(Items listed in a dataset)
◇ ◇ ◇

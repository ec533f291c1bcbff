//! Core entity structs: items, player snapshots, and the game context.
//!
//! Everything here is immutable once the engine has issued it. Items are
//! `Copy` so histories and hypothetical search contexts can be cloned freely.

use serde::{Deserialize, Serialize};

use crate::ids::{ItemId, PlayerId};

/// A subject tag. Subjects are numbered `0..subjects` for a given game.
pub type Subject = u32;

/// One slot of the conversation: `Some(item)` when someone spoke, `None` for a pause.
pub type Turn = Option<Item>;

/// The one or two subject tags carried by an [`Item`].
///
/// A two-subject item always carries two distinct subjects.
#[derive(Debug, Clone, Copy, PartialEq, Eq, Hash, Serialize, Deserialize)]
pub struct Subjects {
    /// The first (always present) subject.
    pub first: Subject,
    /// The optional second subject, distinct from `first`.
    pub second: Option<Subject>,
}

impl Subjects {
    /// A single-subject tag set.
    pub const fn one(subject: Subject) -> Self {
        Self {
            first: subject,
            second: None,
        }
    }

    /// A two-subject tag set. Returns a single-subject set if both are equal.
    pub const fn two(first: Subject, second: Subject) -> Self {
        if first == second {
            Self::one(first)
        } else {
            Self {
                first,
                second: Some(second),
            }
        }
    }

    /// Number of subjects (1 or 2).
    pub const fn len(&self) -> usize {
        if self.second.is_some() { 2 } else { 1 }
    }

    /// Always `false`; every item carries at least one subject.
    pub const fn is_empty(&self) -> bool {
        false
    }

    /// Whether `subject` is one of these tags.
    pub fn contains(&self, subject: Subject) -> bool {
        self.first == subject || self.second == Some(subject)
    }

    /// Whether any tag is shared with `other`.
    pub fn intersects(&self, other: &Self) -> bool {
        self.iter().any(|s| other.contains(s))
    }

    /// Iterate over the tags in order.
    pub fn iter(&self) -> impl Iterator<Item = Subject> + '_ {
        core::iter::once(self.first).chain(self.second)
    }
}

/// An atomic proposable fact.
#[derive(Debug, Clone, Copy, PartialEq, Serialize, Deserialize)]
pub struct Item {
    /// Globally unique identifier.
    pub id: ItemId,
    /// The player whose memory bank holds this item.
    pub player_id: PlayerId,
    /// Importance in `[0, 1]`.
    pub importance: f64,
    /// Subject tags.
    pub subjects: Subjects,
}

/// Everything a player is dealt at the start of a game.
#[derive(Debug, Clone, PartialEq, Serialize, Deserialize)]
pub struct PlayerSnapshot {
    /// The player's identifier.
    pub id: PlayerId,
    /// A permutation of every subject; position encodes preference rank
    /// (index 0 is the favourite).
    pub preferences: Vec<Subject>,
    /// Items this player may propose.
    pub memory_bank: Vec<Item>,
}

impl PlayerSnapshot {
    /// Whether `item` (matched by id and content) is in this player's memory bank.
    pub fn owns(&self, item: &Item) -> bool {
        self.memory_bank.iter().any(|own| own == item)
    }
}

/// Read-only game parameters handed to every agent.
#[derive(Debug, Clone, Copy, PartialEq, Eq, Serialize, Deserialize)]
pub struct GameContext {
    /// Number of seated players.
    pub number_of_players: usize,
    /// Maximum number of turns.
    pub conversation_length: usize,
}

◇ ◇ ◇

### [PROBLEM]
Starting with the line that contains "Whether any tag", copy each line through the end of the data exactly, and leave out all earlier lines.

### [OUTPUT FOR THIS EXERCISE]
    /// Whether any tag is shared with `other`.
    pub fn intersects(&self, other: &Self) -> bool {
        self.iter().any(|s| other.contains(s))
    }

    /// Iterate over the tags in order.
    pub fn iter(&self) -> impl Iterator<Item = Subject> + '_ {
        core::iter::once(self.first).chain(self.second)
    }
}

/// An atomic proposable fact.
#[derive(Debug, Clone, Copy, PartialEq, Serialize, Deserialize)]
pub struct Item {
    /// Globally unique identifier.
    pub id: ItemId,
    /// The player whose memory bank holds this item.
    pub player_id: PlayerId,
    /// Importance in `[0, 1]`.
    pub importance: f64,
    /// Subject tags.
    pub subjects: Subjects,
}

/// Everything a player is dealt at the start of a game.
#[derive(Debug, Clone, PartialEq, Serialize, Deserialize)]
pub struct PlayerSnapshot {
    /// The player's identifier.
    pub id: PlayerId,
    /// A permutation of every subject; position encodes preference rank
    /// (index 0 is the favourite).
    pub preferences: Vec<Subject>,
    /// Items this player may propose.
    pub memory_bank: Vec<Item>,
}

impl PlayerSnapshot {
    /// Whether `item` (matched by id and content) is in this player's memory bank.
    pub fn owns(&self, item: &Item) -> bool {
        self.memory_bank.iter().any(|own| own == item)
    }
}

/// Read-only game parameters handed to every agent.
#[derive(Debug, Clone, Copy, PartialEq, Eq, Serialize, Deserialize)]
pub struct GameContext {
    /// Number of seated players.
    pub number_of_players: usize,
    /// Maximum number of turns.
    pub conversation_length: usize,
}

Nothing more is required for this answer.